It was announced during the week that the recruitment process to fill the post has officially begun.

Source: Niall Carson

IT WAS ANNOUNCED this week that the search for a new Garda Commissioner has officially begun.

An open recruitment process to fill the post has commenced and a new commissioner is expected to be appointed by the end of the year with the net being cast worldwide – not just within the force.

We asked a number of gardaí on the ground how they’re feeling about the appointment and what their briefs would be for their new boss. Here’s what they told us:

Source: Sam Boal/Photocall Ireland

What are you expecting from the new Commissioner?

That they report truthfully and honestly to the government and to the media in relation to the actual crime figures and not use massaged figures by district officers – who are looking for promotion themselves – just to make crime trends look good.

Also the true effect of station closures in rural communities and not just saying what the minister wants to hear. I hope they stand independent of the minister and represent the true picture of the state of the force’s inability to provide a proper police service to the public due to a lack to manpower on the frontline, lack of patrol cars, motorbikes equipment etc.

I expect them to listen to members of garda rank who are actually on the frontline and not just go on the research of members in Garda HQ in the Phoinex Park who are not familiar with what actually happens on the frontline because they have not worked on the frontline in a long time. The Commissioner is the employer and should fight for more resources, better pay and conditions for their staff and do what they can to boost morale.

Adequately deal with managers who are not able to fulfilling their role in and let the blame always fall on the member of garda rank on the frontline, even though he would have other ranks over him, and review the whole promotion system. Move away from the direction the force is going with more and more garda members office bound and less and less members on the frontline, patrolling, preventing and investigating crime.

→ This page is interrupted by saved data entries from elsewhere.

// Copyright (C) 2026 Michael Wilson <mike@mdwn.dev>
//
// This program is free software: you can redistribute it and/or modify it under
// the terms of the GNU General Public License as published by the Free Software
// Foundation, version 3.
//
// This program is distributed in the hope that it will be useful, but WITHOUT
// ANY WARRANTY; without even the implied warranty of MERCHANTABILITY or FITNESS
// FOR A PARTICULAR PURPOSE. See the GNU General Public License for more details.
//
// You should have received a copy of the GNU General Public License along with
// this program. If not, see <https://www.gnu.org/licenses/>.
//
use std::{error::Error, fmt, sync::Arc};

use crate::graph::Mixer;
use crate::playsync::CancelHandle;

pub mod cpal;
pub mod mock;

/// Frames per callback requested from the device. The voice engine uses the
/// same figure as its scheduling lead.
pub const BUFFER_SIZE: usize = 256;

pub trait Device: fmt::Display + Send + Sync {
    /// Renders the mixer through the device until the handle is cancelled.
    fn run(&self, mixer: Arc<Mixer>, cancel_handle: CancelHandle) -> Result<(), Box<dyn Error>>;

    /// The rate the device will pull the mixer at.
    fn sample_rate(&self) -> u32;
}

/// Lists output devices known to cpal.
pub fn list_devices() -> Result<Vec<Box<dyn Device>>, Box<dyn Error>> {
    cpal::Device::list()
}

/// Gets an output device by name. Names starting with "mock" produce a mock
/// device that consumes the mixer without touching real hardware.
pub fn get_device(name: &str, sample_rate: u32) -> Result<Arc<dyn Device>, Box<dyn Error>> {
    if name.starts_with("mock") {
        return Ok(Arc::new(mock::Device::get(name, sample_rate)));
    }

    Ok(Arc::new(cpal::Device::get(name, sample_rate)?))
}
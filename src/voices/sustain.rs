// Copyright (C) 2026 Michael Wilson <mike@mdwn.dev>
//
// This program is free software: you can redistribute it and/or modify it under
// the terms of the GNU General Public License as published by the Free Software
// Foundation, version 3.
//
// This program is distributed in the hope that it will be useful, but WITHOUT
// ANY WARRANTY; without even the implied warranty of MERCHANTABILITY or FITNESS
// FOR A PARTICULAR PURPOSE. See the GNU General Public License for more details.
//
// You should have received a copy of the GNU General Public License along with
// this program. If not, see <https://www.gnu.org/licenses/>.
//

//! Crossfade sustain analysis.
//!
//! A sustained voice plays the sample's natural attack, then crossfades into
//! a looped slice of the sample's steady region so the note can ring for as
//! long as the key is held. This module finds usable loop points in a
//! decoded buffer and builds the equal-power fade curves.

use rand::Rng;

use crate::graph::SampleBuffer;

/// Loops shorter than this repeat audibly; analysis falls back to
/// attack-only playback instead.
pub const MIN_LOOP_SECS: f64 = 1.0;

/// Length of the attack-to-loop crossfade.
pub const CROSSFADE_SECS: f64 = 1.2;

/// How far ahead of the crossfade the loop source starts rendering, to give
/// its lowpass time to settle.
pub const LOOP_LEAD_SECS: f64 = 0.05;

/// Resolution of the fade curves.
pub const CURVE_STEPS: usize = 64;

/// Samples within this margin of the buffer end are never used for looping;
/// many recordings fade or click right at the end.
const END_MARGIN_SECS: f64 = 0.2;

/// Added to the measured decay time so the loop starts past the transient.
const ATTACK_MARGIN_SECS: f64 = 0.2;

/// How far (in frames) from the ideal loop start to search for a zero
/// crossing.
const ZERO_CROSSING_SEARCH: usize = 1000;

/// Window used both for decay detection and for loop end matching.
const MATCH_WINDOW_SECS: f64 = 0.02;

/// Loop points for one decoded buffer.
#[derive(Clone, Copy, Debug)]
pub struct LoopPoints {
    /// Seconds of attack played before the crossfade begins.
    pub attack_secs: f64,
    /// Loop entry in frames, snapped to a zero crossing.
    pub loop_start: usize,
    /// Loop exit in frames, exclusive.
    pub loop_end: usize,
    /// False when no usable loop region was found; the voice then plays the
    /// sample once like a simple timbre.
    pub looped: bool,
}

/// Analyzes a buffer for loop points.
pub fn analyze(buffer: &SampleBuffer) -> LoopPoints {
    let data = &buffer.data;
    let rate = buffer.sample_rate as f64;
    let duration = buffer.duration_secs();

    let attack_only = |attack_secs: f64| LoopPoints {
        attack_secs,
        loop_start: 0,
        loop_end: data.len(),
        looped: false,
    };

    if duration <= 2.0 * END_MARGIN_SECS || data.is_empty() {
        return attack_only(duration);
    }

    let window = ((rate * MATCH_WINDOW_SECS) as usize).max(1);
    let end_secs = duration - END_MARGIN_SECS;

    // Find the peak within the first third, then the point where the
    // envelope has decayed to half of it.
    let third = (data.len() / 3).max(1);
    let mut peak = 0.0f32;
    let mut peak_index = 0usize;
    for (i, sample) in data[..third].iter().enumerate() {
        if sample.abs() > peak {
            peak = sample.abs();
            peak_index = i;
        }
    }

    let decay_window = ((rate * 0.01) as usize).max(1);
    let mut decay_index = None;
    let mut i = peak_index;
    while i + decay_window <= data.len() {
        let mean: f32 =
            data[i..i + decay_window].iter().map(|s| s.abs()).sum::<f32>() / decay_window as f32;
        if mean <= peak * 0.5 {
            decay_index = Some(i);
            break;
        }
        i += decay_window;
    }

    let attack_floor = 0.5f64.min(duration * 0.5);
    let measured_attack = decay_index
        .map(|index| (index as f64 / rate + ATTACK_MARGIN_SECS).clamp(attack_floor, duration * 0.5));

    // When the decay point couldn't be measured, or the region between it
    // and the end margin is too short to loop from, fall back to fixed
    // defaults.
    let (attack_secs, loop_end) = match measured_attack {
        Some(attack) if end_secs - attack >= MIN_LOOP_SECS => {
            let loop_start = find_zero_crossing(data, (attack * rate) as usize);
            let loop_end = find_loop_end(data, loop_start, window, rate, end_secs);
            (attack, loop_end)
        }
        _ => ((2.0f64).min(duration * 0.3), (end_secs * rate) as usize),
    };

    let loop_start = find_zero_crossing(data, (attack_secs * rate) as usize);
    if loop_end.saturating_sub(loop_start) as f64 / rate < MIN_LOOP_SECS {
        return attack_only(attack_secs);
    }
    LoopPoints {
        attack_secs,
        loop_start,
        loop_end,
        looped: true,
    }
}

/// Finds the positive-going zero crossing nearest to `target`, searching
/// outward a bounded distance. Returns `target` when none is found. Only the
/// rising direction qualifies so every loop entry starts the waveform the
/// same way.
fn find_zero_crossing(data: &[f32], target: usize) -> usize {
    let crossing_at =
        |i: usize| -> bool { i + 1 < data.len() && data[i] <= 0.0 && data[i + 1] >= 0.0 };
    if crossing_at(target) {
        return target;
    }
    for offset in 1..=ZERO_CROSSING_SEARCH {
        if target >= offset && crossing_at(target - offset) {
            return target - offset;
        }
        if crossing_at(target + offset) {
            return target + offset;
        }
    }
    target
}

/// Picks a loop end near the end margin whose surrounding waveform best
/// matches the loop start, so the wrap is as close to seamless as the
/// recording allows.
fn find_loop_end(data: &[f32], loop_start: usize, window: usize, rate: f64, end_secs: f64) -> usize {
    let latest = ((end_secs * rate) as usize).min(data.len().saturating_sub(window));
    let earliest = ((end_secs - 0.25) * rate) as usize;
    let earliest = earliest.max(loop_start + window);
    if earliest >= latest || loop_start + window > data.len() {
        return latest;
    }

    let reference = &data[loop_start..loop_start + window];
    let step = (window / 4).max(1);
    let mut best = latest;
    let mut best_score = f32::INFINITY;
    let mut candidate = earliest;
    while candidate <= latest {
        let score: f32 = data[candidate..candidate + window]
            .iter()
            .zip(reference)
            .map(|(a, b)| (a - b).abs())
            .sum::<f32>()
            / window as f32;
        if score < best_score {
            best_score = score;
            best = candidate;
        }
        candidate += step;
    }
    best
}

/// Builds the eased equal-power fade curves for the crossfade: the first
/// fades the attack source from `gain` to zero, the second fades the loop
/// source in. At every step the two squared gains sum to `gain` squared, so
/// perceived loudness stays flat through the fade.
pub fn equal_power_curves(gain: f32) -> (Vec<f32>, Vec<f32>) {
    let mut fade_out = Vec::with_capacity(CURVE_STEPS);
    let mut fade_in = Vec::with_capacity(CURVE_STEPS);
    for step in 0..CURVE_STEPS {
        let t = step as f32 / (CURVE_STEPS - 1) as f32;
        // Smoothstep easing keeps the fade gentle at both ends.
        let s = t * t * (3.0 - 2.0 * t);
        fade_out.push(gain * (s * std::f32::consts::FRAC_PI_2).cos());
        fade_in.push(gain * ((1.0 - s) * std::f32::consts::FRAC_PI_2).cos());
    }
    (fade_out, fade_in)
}

/// A sub-0.1% playback rate deviation applied per trigger so repeated notes
/// and stacked unisons don't phase-lock.
pub fn pitch_jitter() -> f64 {
    1.0 + rand::thread_rng().gen_range(-1.0..1.0) * 0.0005
}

Should they come from inside or outside the force?

I think a Commissioner who worked as a garda previously would have a much greater understanding of how the force operates – one that did actual garda policing and not one that was office bound for most of their service.

We have already seen the consequences of external people making analysis of the work we do without having a proper understanding of how policing works in Ireland. This in the form of GSOC and the Garda Inspectorate who are recruited from abroad. Regularly during GSOC interviews, the garda has to explain to the GSOC investigator as how the arrest / detention procedure works.

Source: An Garda Síochána via Facebook

What are you expecting from the new Commissioner?

Just that they keep dialogue going between themselves and the representative groups and that any concerns or issues are addressed.

Should they come from inside or outside the force?

An outside appointment is not a huge issue, more that the system that’s in place for promotion at every level should have more transparency. Regarding the [interim] Commissioner, she seems to have the backing of the GRA and wants to work with them and members on the ground to try to rebuild trust between management and frontline staff.

Source: An Garda Síochána via Facebook

What are you expecting from the new Commissioner?

I would hope that the new Commissioner wouldn’t get blinded by the overwhelming desire to be seen to be making a lot of changes or have a view that they need to do so in the fastest possible timeframe. There are some significant changes needed in some areas of policy, procedure and indeed culture but in the main a lot can be achieved in other areas with just minor fine-tuning.

The garda organisation has been under severe pressure for results for a good number of years with government naturally wanting good PR as regards solving crime. In an era of dwindling resources, constantly reducing manpower and serious under-funding  corners were bound to be cut, shortcuts taken resulting in standards slipping and the ball being dropped on occasions as regards delivery of the best service possible.

Government accepted a good number of years ago that for every extra euro spent assisting Revenue commissioners and social welfare inspectors doing their job, there was often a four-fold return on the investment through crack down on tax evasion or fraud. It’s a similar scenario with policing and crime.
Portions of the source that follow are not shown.